**What needs to be done:** Return the lines below in which the string "Some" occurs.

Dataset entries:
#####

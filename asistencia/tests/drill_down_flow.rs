mod common;

use asistencia::services::error::Failure;
use asistencia::state::attendance::RowStatus;
use asistencia::state::drill_down::{DrillDown, FetchTarget, Level, SessionsView};
use common::{respond, ScriptedServer};
use dto::group::GroupDto;
use pretty_assertions::assert_eq;
use serde_json::{json, Value};

fn group() -> GroupDto {
    GroupDto {
        id: "g1".into(),
        professor_id: Some("p1".into()),
        professor: "Ana Ruiz".into(),
        subject: "Cálculo".into(),
        student_count: 2,
    }
}

#[tokio::test]
async fn professor_marks_a_whole_session() {
    let server = ScriptedServer::new(vec![
        respond(
            200,
            json!({"success": true, "message": "", "data": [{"id": "ses1", "grupoId": "g1", "fecha": "2025-05-05T14:00:00"}]}),
        ),
        respond(
            200,
            json!({"success": true, "message": "", "data": [
                {"id": "s1", "nombresCompletos": "María Pérez", "numeroIdentificacion": "1001", "estudianteGrupoId": "sg1"},
                {"id": "s2", "nombresCompletos": "Juan Díaz", "numeroIdentificacion": "1002", "estudianteGrupoId": "sg2"}
            ]}),
        ),
        respond(201, json!({"success": true, "message": "ok", "data": null})),
        respond(201, json!({"success": true, "message": "ok", "data": null})),
    ])
    .await;
    let client = server.client("tok");
    let mut nav = DrillDown::default();

    let request = nav.select_group(group()).expect("fetch sessions");
    let FetchTarget::Sessions { group_id } = &request.target else {
        panic!("expected a session fetch, got {:?}", request.target);
    };
    let sessions = client.sessions(group_id).await.map_err(Failure::from);
    assert!(nav.apply_sessions(&request, sessions));

    let SessionsView::List(sessions) = nav.sessions_view() else {
        panic!("expected sessions");
    };
    let request = nav.select_session(sessions[0].clone()).expect("fetch roster");
    let FetchTarget::Roster { group_id, .. } = &request.target else {
        panic!("expected a roster fetch, got {:?}", request.target);
    };
    let students = client.students(group_id).await.map_err(Failure::from);
    assert!(nav.apply_roster(&request, students));
    assert_eq!(nav.level(), Level::Attendance);

    for (student, present) in [("s1", true), ("s2", false)] {
        let mark = nav.toggle_attendance(student, present).expect("toggle");
        let result = client
            .record_attendance(&mark.submission.body)
            .await
            .map(|_| ())
            .map_err(Failure::from);
        assert!(nav.resolve_attendance(&mark, result));
    }

    assert!(nav.is_complete());
    assert!(nav.finish(nav.epoch()));
    assert_eq!(nav.level(), Level::Groups);

    let bodies: Vec<Value> = server
        .requests()
        .iter()
        .filter(|r| r.method == "POST")
        .map(|r| serde_json::from_str(&r.body).expect("json body"))
        .collect();
    assert_eq!(
        bodies,
        vec![
            json!({"sesion": "ses1", "profesor": "p1", "estudianteGrupo": "sg1", "asistio": true}),
            json!({"sesion": "ses1", "profesor": "p1", "estudianteGrupo": "sg2", "asistio": false}),
        ]
    );
}

#[tokio::test]
async fn rejected_write_leaves_row_editable() {
    let server = ScriptedServer::new(vec![
        respond(
            200,
            json!({"success": true, "message": "", "data": [
                {"id": "s1", "nombresCompletos": "María Pérez", "numeroIdentificacion": "1001", "estudianteGrupoId": "sg1"}
            ]}),
        ),
        respond(
            400,
            json!({"success": false, "message": "La sesión ya fue cerrada", "data": null}),
        ),
    ])
    .await;
    let client = server.client("tok");
    let mut nav = DrillDown::default();

    nav.select_group(group());
    let request = nav
        .select_session(dto::session::SessionDto {
            id: "ses1".into(),
            group_id: "g1".into(),
            date: "2025-05-05".into(),
        })
        .expect("fetch roster");
    let students = client.students("g1").await.map_err(Failure::from);
    nav.apply_roster(&request, students);

    let mark = nav.toggle_attendance("s1", true).expect("toggle");
    let result = client
        .record_attendance(&mark.submission.body)
        .await
        .map(|_| ())
        .map_err(Failure::from);
    assert!(nav.resolve_attendance(&mark, result));

    let sheet = nav.roster().ready().expect("roster");
    let row = sheet.row("s1").expect("row");
    assert_eq!(row.status, RowStatus::Failed("La sesión ya fue cerrada".into()));
    assert!(row.status.is_editable());
    assert!(!nav.is_complete());
}
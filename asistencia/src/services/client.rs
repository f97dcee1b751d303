use dto::attendance::CreateAttendanceDto;
use dto::envelope::ApiResponse;
use dto::group::GroupDto;
use dto::session::SessionDto;
use dto::student::StudentDto;
use leptos::logging::{log, warn};
use reqwest::header::AUTHORIZATION;
use reqwest::{Client, Method, StatusCode};
use serde::de::DeserializeOwned;
use serde::Serialize;
use serde_json::Value;
use url::Url;

use crate::config::ApiConfig;
use crate::services::credentials::CredentialProvider;
use crate::services::error::ApiError;

const API_PREFIX: [&str; 2] = ["api", "v1"];
const FALLBACK_FAILURE: &str = "La solicitud no pudo completarse";

/// Authenticated client for the attendance API.
#[derive(Debug, Clone)]
pub struct ApiClient<P> {
    http: Client,
    config: ApiConfig,
    credentials: P,
}

impl<P: CredentialProvider> ApiClient<P> {
    pub fn new(config: ApiConfig, credentials: P) -> Self {
        Self {
            http: Client::new(),
            config,
            credentials,
        }
    }

    /// `{base_url}/api/v1/{segments...}` with every segment percent-encoded.
    pub fn endpoint(&self, segments: &[&str]) -> Result<Url, ApiError> {
        let mut url = Url::parse(self.config.base_url.trim())
            .map_err(|e| ApiError::InvalidUrl(format!("{}: {e}", self.config.base_url)))?;
        url.path_segments_mut()
            .map_err(|_| ApiError::InvalidUrl(self.config.base_url.clone()))?
            .pop_if_empty()
            .extend(API_PREFIX)
            .extend(segments);
        Ok(url)
    }

    pub async fn groups(&self) -> Result<Vec<GroupDto>, ApiError> {
        self.get_data(&["grupos"]).await
    }

    pub async fn sessions(&self, group_id: &str) -> Result<Vec<SessionDto>, ApiError> {
        self.get_data(&["grupos", group_id, "sesiones"]).await
    }

    pub async fn students(&self, group_id: &str) -> Result<Vec<StudentDto>, ApiError> {
        self.get_data(&["grupos", group_id, "estudiantes"]).await
    }

    /// Writes one mark. Returns the server's confirmation message.
    pub async fn record_attendance(&self, dto: &CreateAttendanceDto) -> Result<String, ApiError> {
        let url = self.endpoint(&["asistencias"])?;
        log!(
            "Recording attendance: session {} student-group {} present {}",
            dto.session,
            dto.student_group,
            dto.present
        );
        let envelope = self.execute(Method::POST, url, Some(dto)).await?;
        Ok(envelope.message)
    }

    async fn get_data<T: DeserializeOwned>(&self, segments: &[&str]) -> Result<T, ApiError> {
        let url = self.endpoint(segments)?;
        log!("Fetching {}", url);
        let envelope = self.execute::<()>(Method::GET, url, None).await?;
        match envelope.data {
            None | Some(Value::Null) => Err(ApiError::MissingData),
            Some(data) => Ok(serde_json::from_value(data)?),
        }
    }

    /// The token is resolved before the request is built, so a missing or
    /// expired login never produces traffic.
    async fn execute<B: Serialize>(
        &self,
        method: Method,
        url: Url,
        body: Option<&B>,
    ) -> Result<ApiResponse<Value>, ApiError> {
        let token = self.credentials.access_token().await.map_err(|e| {
            warn!("No usable token for {}: {}", url, e);
            e
        })?;

        let mut request = self
            .http
            .request(method, url)
            .header(AUTHORIZATION, format!("Bearer {token}"));
        if let Some(body) = body {
            request = request.json(body);
        }

        let response = request.send().await?;
        let status = response.status();
        let body = response.text().await?;
        read_envelope(status, &body)
    }
}

/// Interprets a response body as the API envelope.
pub fn read_envelope(status: StatusCode, body: &str) -> Result<ApiResponse<Value>, ApiError> {
    if status == StatusCode::UNAUTHORIZED || status == StatusCode::FORBIDDEN {
        return Err(ApiError::Unauthorized(status));
    }

    match serde_json::from_str::<ApiResponse<Value>>(body) {
        Ok(envelope) if !envelope.success => {
            let message = if envelope.message.trim().is_empty() {
                FALLBACK_FAILURE.to_string()
            } else {
                envelope.message.clone()
            };
            Err(ApiError::Application {
                message,
                errors: envelope.error_list().to_vec(),
            })
        }
        Ok(envelope) if status.is_success() => Ok(envelope),
        Ok(_) => Err(ApiError::Status {
            status,
            body: body.to_string(),
        }),
        Err(error) if status.is_success() => Err(ApiError::Decode(error)),
        Err(_) => Err(ApiError::Status {
            status,
            body: if body.is_empty() {
                status
                    .canonical_reason()
                    .unwrap_or("request failed")
                    .to_string()
            } else {
                body.to_string()
            },
        }),
    }
}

#####

**Finished exercise:**
        professor_id: Some("p1".into()),
        let envelope = self.execute(Method::POST, url, Some(dto)).await?;
            None | Some(Value::Null) => Err(ApiError::MissingData),
            Some(data) => Ok(serde_json::from_value(data)?),
        if let Some(body) = body {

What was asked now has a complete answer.